Gaseous nitrogen obtained in the process of air separation, enters through line 1 in the compressor 2 and after compression is divided into two parts. One of them goes to additional compression in compressor 3, and the other part of nitrogen, after cooling in heat exchanger 5 to a temperature of 125 ^o C128 ^o K, is sent to turbo expander 6, where it expands to a pressure of 01 MPa, as a result of which the temperature of nitrogen drops to a temperature close to to saturation at atmospheric pressure, and then it is directed by a return stream to the heat exchanger 7 to cool the compressed fluidized stream of nitrogen.
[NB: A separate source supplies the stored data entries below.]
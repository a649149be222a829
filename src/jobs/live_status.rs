//! Live status cache.
//!
//! Progress for in-flight jobs is too hot to round-trip through the durable
//! store, so the execution driver writes full snapshots into the KV tier.
//! Every write re-arms a one-hour TTL: if a worker dies silently, the
//! status read falls back to the durable row once the key expires.

use std::sync::Arc;
use std::time::Duration;

use serde::{Deserialize, Serialize};
use tracing::warn;

use crate::cache::{KvStore, keys};
use crate::database::models::JobStatus;
use crate::Result;

/// TTL for live-status entries.
const LIVE_STATUS_TTL: Duration = Duration::from_secs(3600);

/// Full progress snapshot for one in-flight job.
#[derive(Debug, Clone, PartialEq, Serialize, Deserialize)]
#[serde(rename_all = "camelCase")]
pub struct LiveStatus {
    pub status: JobStatus,
    pub message: String,
    pub urls_submitted: i64,
    pub urls_succeeded: i64,
    pub urls_failed: i64,
}

impl LiveStatus {
    pub fn running(
        message: impl Into<String>,
        urls_submitted: i64,
        urls_succeeded: i64,
        urls_failed: i64,
    ) -> Self {
        Self {
            status: JobStatus::Running,
            message: message.into(),
            urls_submitted,
            urls_succeeded,
            urls_failed,
        }
    }
}

/// Write-through channel from the execution driver to the status read path.
pub struct LiveStatusCache {
    kv: Arc<dyn KvStore>,
}

impl LiveStatusCache {
    pub fn new(kv: Arc<dyn KvStore>) -> Self {
        Self { kv }
    }

    /// Store the snapshot and re-arm its TTL.
    pub async fn write(&self, job_id: &str, status: &LiveStatus) -> Result<()> {
        let payload = serde_json::to_string(status)?;
        self.kv
            .set_with_ttl(&keys::live_status(job_id), &payload, LIVE_STATUS_TTL)
            .await
    }

    /// Read the snapshot. A malformed payload is logged and reported as
    /// absent so the caller falls back to the durable store.
    pub async fn read(&self, job_id: &str) -> Result<Option<LiveStatus>> {
        let Some(raw) = self.kv.get(&keys::live_status(job_id)).await? else {
            return Ok(None);
        };
        match serde_json::from_str(&raw) {
            Ok(status) => Ok(Some(status)),
            Err(e) => {
                warn!(job_id, "Malformed live status payload, falling back: {e}");
                Ok(None)
            }
        }
    }

    /// Delete the snapshot; part of every terminal transition.
    pub async fn clear(&self, job_id: &str) -> Result<()> {
        self.kv.delete(&keys::live_status(job_id)).await
    }
}

#[cfg(test)]
mod tests {
    use super::*;
    use crate::cache::MemoryKvStore;

    fn cache() -> LiveStatusCache {
        LiveStatusCache::new(Arc::new(MemoryKvStore::new()))
    }

    #[tokio::test]
    async fn test_write_read_clear() {
        let cache = cache();
        let status = LiveStatus::running("Crawling 1/2", 2, 1, 0);

        cache.write("j1", &status).await.unwrap();
        assert_eq!(cache.read("j1").await.unwrap(), Some(status));

        cache.clear("j1").await.unwrap();
        assert_eq!(cache.read("j1").await.unwrap(), None);
    }

    #[tokio::test]
    async fn test_missing_entry_reads_as_none() {
        assert_eq!(cache().read("missing").await.unwrap(), None);
    }

    #[tokio::test]
    async fn test_malformed_payload_reads_as_none() {
        let kv = Arc::new(MemoryKvStore::new());
        kv.set_with_ttl(&keys::live_status("j1"), "{not json", Duration::from_secs(60))
            .await
            .unwrap();
        let cache = LiveStatusCache::new(kv);
        assert_eq!(cache.read("j1").await.unwrap(), None);
    }

    #[test]
    fn test_wire_format_is_camel_case() {
        let status = LiveStatus::running("Crawling 1/2 URLs...", 2, 1, 0);
        let json = serde_json::to_string(&status).unwrap();
        assert!(json.contains(r#""status":"RUNNING""#));
        assert!(json.contains(r#""urlsSubmitted":2"#));
        assert!(json.contains(r#""urlsSucceeded":1"#));
        assert!(json.contains(r#""urlsFailed":0"#));
    }
}
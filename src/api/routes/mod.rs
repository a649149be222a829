//! Route assembly.

pub mod jobs;

use axum::{Json, Router, extract::State, routing::get};
use tower_http::cors::{Any, CorsLayer};
use tower_http::trace::TraceLayer;

use super::models::HealthResponse;
use super::server::AppState;

/// Build the full application router.
pub fn api_router(state: AppState) -> Router {
    Router::new()
        .nest("/api/v1", jobs::router())
        .route("/api/v1/health", get(health))
        .layer(TraceLayer::new_for_http())
        .layer(CorsLayer::new().allow_origin(Any).allow_methods(Any).allow_headers(Any))
        .with_state(state)
}

async fn health(State(state): State<AppState>) -> Json<HealthResponse> {
    Json(HealthResponse {
        status: "ok",
        uptime_secs: state.start_time.elapsed().as_secs(),
    })
}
Compressed to high pressure, the nitrogen after compressor 3 is also divided into two streams. One stream of compressed nitrogen at ambient temperature enters the turboexpander 4 to obtain the cold necessary to remove heat from the compressed liquefied nitrogen in the heat exchanger 5. The temperature of nitrogen after expansion in the turboexpander 4 to a pressure of 0.1 MPa decreases to 125 ^o C128 ^o K.

 After heat exchanger 5, low pressure nitrogen is connected to the return gas flow and, through line 11, closes the cycle, it is sucked into compressor 2. Another compressed nitrogen stream to be liquefied is cooled sequentially in heat exchangers 5 and 7, and then throttled to 0.1 MPa As a result, liquid nitrogen with a small vapor content is discharged into the collector 9 and is discharged from the installation as the final cryoproduct through line 10, and the heat exchangers 7 and 5 pass through the return from the collector 9 with the return flow.

 The proposed technical solution allows to eliminate existing shortcomings in solving the problem of producing liquid nitrogen in large quantities without additional energy costs. At the same time, the complexity of operating the liquefaction plant is reduced.

Claims (1)

A method of producing liquid nitrogen by compressing a liquefied gas with gas of expander cycles in compressors, cooling a liquefied gas by expander cycles of high and low pressure, and also by return flow pairs followed by throttling, characterized in that heat is removed from the compressed liquefied nitrogen in series by two expander cryogenic cycles a process close to reversible, without an external cooling stage, and the expander non-regenerative high-pressure cycle is carried out from the ambient temperature rows to a temperature of 125 ^o C to 128 K, and the low-pressure expander cycle regerativny temperature 125 ^o C 128K to the saturation temperature of nitrogen at atmospheric pressure.